A California man claimed Johnson & Johnson’s baby powder caused him to get cancer; the company settled his suit for about $19 million.

A jury awarded Emory Hernandez Valdez $18.8 million after he claimed that he developed mesothelioma, a lethal illness surrounding the tissue of his heart, due to his long-term exposure to Johnson & Johnson’s talc-based baby powder.

The jury decided that the company had to compensate Hernandez for his medical bills and his mental anguish. 

Hernandez’s lawyers alleged that Johnson & Johnson engaged in a “despicable” cover-up of asbestos contamination in their product over several decades, while J&J’s lawyers denied any causal relationship between Hernandez’s illness and the company’s baby powder.

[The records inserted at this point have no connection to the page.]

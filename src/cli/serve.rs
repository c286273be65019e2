// Ultralytics 🚀 AGPL-3.0 License - https://ultralytics.com/license

//! `serve` command.

use crate::cli::args::ServeArgs;
use crate::download::ensure_model;
use crate::error::Result;
use crate::model::PoseModel;
use crate::server::{self, AppState, ModelInfo};
use crate::section;

/// Load the pose model and run the HTTP API until shutdown.
///
/// # Errors
///
/// Returns an error if the configuration is invalid, the model cannot be
/// loaded, or the server fails.
pub fn run(args: &ServeArgs) -> Result<()> {
    let config = args.server_config();
    config.validate()?;

    section!("Loading model");
    let model_path = ensure_model(&args.model.model)?;
    let mut model = PoseModel::load_with_config(&model_path, args.model.detector_config())?;
    model.warmup()?;

    let info = ModelInfo::from_model(&model);
    tracing::info!(
        model = %info.description,
        person = %config.person_selection,
        max_concurrent = config.max_concurrent_detections,
        timeout_s = config.detection_timeout.as_secs_f64(),
        "Model ready"
    );

    let state = AppState::new(Box::new(model), info, config);
    let runtime = tokio::runtime::Builder::new_multi_thread().enable_all().build()?;
    runtime.block_on(server::serve(state))
}
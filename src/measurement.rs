// Ultralytics 🚀 AGPL-3.0 License - https://ultralytics.com/license

//! Body measurements from pose keypoints.
//!
//! A single linear pixel-to-centimeter factor is derived from the vertical
//! shoulder-to-ankle span and the user's stated height, then applied to
//! landmark distances:
//!
//! | Measurement | Landmarks |
//! |-------------|-----------|
//! | `shoulder_width` | left shoulder ↔ right shoulder |
//! | `waist_width` | left hip ↔ right hip |
//! | `arm_length` | mean of shoulder → elbow → wrist, both sides |
//! | `leg_length` | mean of hip → knee → ankle, both sides |
//! | `estimated_chest_circumference` | `shoulder_width × π × chest_correction` |
//! | `estimated_waist_circumference` | `waist_width × π` |
//!
//! The circumference estimates treat a frontal width as the diameter of a
//! circle. They are rough by construction.

use std::f64::consts::PI;

use serde::{Deserialize, Serialize};
use utoipa::ToSchema;

use crate::error::{MeasureError, Result};
use crate::keypoints::{BodyPart, Keypoint, KeypointSet, NUM_KEYPOINTS};

/// Calibration coefficients for the measurement formulas.
///
/// # Example
///
/// ```rust
/// use pose_measure::CalibrationConfig;
///
/// let calibration = CalibrationConfig::new()
///     .with_body_height_ratio(0.82)
///     .with_chest_correction(0.95);
/// assert!(calibration.validate().is_ok());
/// ```
#[derive(Debug, Clone, Copy, PartialEq, Serialize, ToSchema)]
pub struct CalibrationConfig {
    /// Share of the stated height covered by the shoulder-to-ankle span.
    pub body_height_ratio: f64,
    /// Correction applied to the shoulder-width circle when estimating the chest.
    pub chest_correction: f64,
}

impl Default for CalibrationConfig {
    fn default() -> Self {
        Self {
            body_height_ratio: 0.80,
            chest_correction: 0.9,
        }
    }
}

impl CalibrationConfig {
    /// Create a calibration with default coefficients.
    #[must_use]
    pub fn new() -> Self {
        Self::default()
    }

    /// Set the shoulder-to-ankle share of total height.
    #[must_use]
    pub const fn with_body_height_ratio(mut self, ratio: f64) -> Self {
        self.body_height_ratio = ratio;
        self
    }

    /// Set the chest circumference correction factor.
    #[must_use]
    pub const fn with_chest_correction(mut self, factor: f64) -> Self {
        self.chest_correction = factor;
        self
    }

    /// Check that both coefficients are positive and finite.
    ///
    /// # Errors
    ///
    /// Returns [`MeasureError::ConfigError`] naming the offending coefficient.
    pub fn validate(&self) -> Result<()> {
        if !(self.body_height_ratio.is_finite() && self.body_height_ratio > 0.0) {
            return Err(MeasureError::ConfigError(format!(
                "body height ratio must be positive, got {}",
                self.body_height_ratio
            )));
        }
        if !(self.chest_correction.is_finite() && self.chest_correction > 0.0) {
            return Err(MeasureError::ConfigError(format!(
                "chest correction must be positive, got {}",
                self.chest_correction
            )));
        }
        Ok(())
    }
}

/// Derived body measurements in centimeters, rounded to one decimal.
#[derive(Debug, Clone, Copy, PartialEq, Serialize, Deserialize, ToSchema)]
pub struct Measurements {
    /// Distance between the shoulders.
    #[schema(example = 28.8)]
    pub shoulder_width: f64,
    /// Distance between the hips.
    #[schema(example = 21.6)]
    pub waist_width: f64,
    /// Mean shoulder-elbow-wrist chain length.
    pub arm_length: f64,
    /// Mean hip-knee-ankle chain length.
    pub leg_length: f64,
    /// Circle estimate from shoulder width with chest correction.
    pub estimated_chest_circumference: f64,
    /// Circle estimate from waist width.
    #[schema(example = 67.9)]
    pub estimated_waist_circumference: f64,
}

impl Measurements {
    /// All six values in declaration order.
    #[must_use]
    pub const fn values(&self) -> [f64; 6] {
        [
            self.shoulder_width,
            self.waist_width,
            self.arm_length,
            self.leg_length,
            self.estimated_chest_circumference,
            self.estimated_waist_circumference,
        ]
    }
}

/// Compute body measurements from one person's keypoints.
///
/// # Arguments
///
/// * `keypoints` - Keypoints in COCO order; at least 17 are required.
/// * `user_height_cm` - The person's stated height.
/// * `calibration` - Calibration coefficients.
///
/// # Errors
///
/// * [`MeasureError::InvalidInput`] if fewer than 17 keypoints are given, or the
///   height is not a positive finite number.
/// * [`MeasureError::DegenerateCalibration`] if the shoulder and ankle midpoints
///   lie on the same row.
///
/// # Example
///
/// ```rust
/// use pose_measure::{CalibrationConfig, KeypointSet, compute};
///
/// let mut coords = vec![(120.0, 20.0); 17];
/// coords[5] = (100.0, 50.0);
/// coords[6] = (140.0, 50.0);
/// coords[15] = (100.0, 250.0);
/// coords[16] = (140.0, 250.0);
///
/// let m = compute(&KeypointSet::from_xy(&coords), 180.0, &CalibrationConfig::default())?;
/// assert!((m.shoulder_width - 28.8).abs() < 1e-9);
/// # Ok::<(), pose_measure::MeasureError>(())
/// ```
pub fn compute(
    keypoints: &KeypointSet,
    user_height_cm: f64,
    calibration: &CalibrationConfig,
) -> Result<Measurements> {
    if !keypoints.is_complete() {
        return Err(MeasureError::InvalidInput(format!(
            "expected at least {NUM_KEYPOINTS} keypoints, got {}",
            keypoints.len()
        )));
    }
    if !(user_height_cm.is_finite() && user_height_cm > 0.0) {
        return Err(MeasureError::InvalidInput(format!(
            "height must be a positive number of centimeters, got {user_height_cm}"
        )));
    }

    let ratio = pixel_to_cm_ratio(keypoints, user_height_cm, calibration)?;
    let dist = |a: BodyPart, b: BodyPart| -> Result<f64> {
        Ok(point(keypoints, a)?.distance(point(keypoints, b)?))
    };

    let shoulder_width = dist(BodyPart::LeftShoulder, BodyPart::RightShoulder)? * ratio;
    let waist_width = dist(BodyPart::LeftHip, BodyPart::RightHip)? * ratio;

    let left_arm = dist(BodyPart::LeftShoulder, BodyPart::LeftElbow)?
        + dist(BodyPart::LeftElbow, BodyPart::LeftWrist)?;
    let right_arm = dist(BodyPart::RightShoulder, BodyPart::RightElbow)?
        + dist(BodyPart::RightElbow, BodyPart::RightWrist)?;
    let arm_length = (left_arm + right_arm) / 2.0 * ratio;

    let left_leg =
        dist(BodyPart::LeftHip, BodyPart::LeftKnee)? + dist(BodyPart::LeftKnee, BodyPart::LeftAnkle)?;
    let right_leg = dist(BodyPart::RightHip, BodyPart::RightKnee)?
        + dist(BodyPart::RightKnee, BodyPart::RightAnkle)?;
    let leg_length = (left_leg + right_leg) / 2.0 * ratio;

    let chest_circumference = shoulder_width * PI * calibration.chest_correction;
    let waist_circumference = waist_width * PI;

    Ok(Measurements {
        shoulder_width: round_to_tenth(shoulder_width),
        waist_width: round_to_tenth(waist_width),
        arm_length: round_to_tenth(arm_length),
        leg_length: round_to_tenth(leg_length),
        estimated_chest_circumference: round_to_tenth(chest_circumference),
        estimated_waist_circumference: round_to_tenth(waist_circumference),
    })
}

/// Centimeters per pixel, anchored on the vertical shoulder-to-ankle span.
///
/// The span avoids the head, which tilts and is often cropped.
///
/// # Errors
///
/// Returns [`MeasureError::InvalidInput`] when a shoulder or ankle is missing
/// and [`MeasureError::DegenerateCalibration`] when the span is zero.
pub fn pixel_to_cm_ratio(
    keypoints: &KeypointSet,
    user_height_cm: f64,
    calibration: &CalibrationConfig,
) -> Result<f64> {
    let mid_y = |a: BodyPart, b: BodyPart| -> Result<f64> {
        Ok((f64::from(point(keypoints, a)?.y) + f64::from(point(keypoints, b)?.y)) / 2.0)
    };

    let shoulder_mid_y = mid_y(BodyPart::LeftShoulder, BodyPart::RightShoulder)?;
    let ankle_mid_y = mid_y(BodyPart::LeftAnkle, BodyPart::RightAnkle)?;
    let pixel_height = (ankle_mid_y - shoulder_mid_y).abs();

    if pixel_height == 0.0 {
        return Err(MeasureError::DegenerateCalibration);
    }

    let body_height_cm = user_height_cm * calibration.body_height_ratio;
    Ok(body_height_cm / pixel_height)
}

/// Parse a user height in centimeters as sent in the `height` form field.
///
/// # Errors
///
/// Returns [`MeasureError::InvalidHeight`] unless the text is a positive,
/// finite decimal number.
pub fn parse_height(raw: &str) -> Result<f64> {
    let raw = raw.trim();
    let height: f64 = raw
        .parse()
        .map_err(|_| MeasureError::InvalidHeight(format!("'{raw}' is not a number")))?;
    if !(height.is_finite() && height > 0.0) {
        return Err(MeasureError::InvalidHeight(format!(
            "{raw} must be a positive number of centimeters"
        )));
    }
    Ok(height)
}

fn point(keypoints: &KeypointSet, part: BodyPart) -> Result<&Keypoint> {
    keypoints.get(part).ok_or_else(|| {
        MeasureError::InvalidInput(format!(
            "missing {part} keypoint: got {} of {NUM_KEYPOINTS}",
            keypoints.len()
        ))
    })
}

/// Round to one decimal.
///
/// Formatting rounds the exact binary value with ties to even, so 28.05
/// (stored slightly above the tie) becomes 28.1.
fn round_to_tenth(v: f64) -> f64 {
    format!("{v:.1}").parse().unwrap_or(v)
}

A single batch of Johnson & Johnson baby powder was recalled in 2019 after the Food and Drug Administration (FDA) found trace amounts of chrysotile asbestos in a sample purchased online. According to Erik Haas, vice president of litigation at Johnson & Johnson, the decision doesn’t comport with the independent scientific findings confirming that their Baby Powder does not contain asbestos, is safe, and cannot cause cancer. 

The company has stated that it will appeal the ruling.

Johnson & Johnson has filed lawsuits against four doctors whose research papers found a link between talc-based personal care products and cancer.

The lawsuit was filed last week in federal court in New Jersey by LTL Management, a J&J subsidiary that assumed the company’s liability in a controversial 2021 merger.

LTL Management is seeking an order from the court compelling three researchers to “retract and issue a correction” to a study suggesting patients developed cancer (mesothelioma) after using talc-containing asbestos.

There have been over 38,000 claims filed against J&J alleging that the company’s talc products, most notably Baby Powder, contained asbestos and aided in the progression of various cancers such as ovarian and mesothelioma. J&J has filed an offer to settle those claims and any future talc litigation in bankruptcy court for $8.9 billion.

J&J claims that none of its talc products contain harmful levels of asbestos.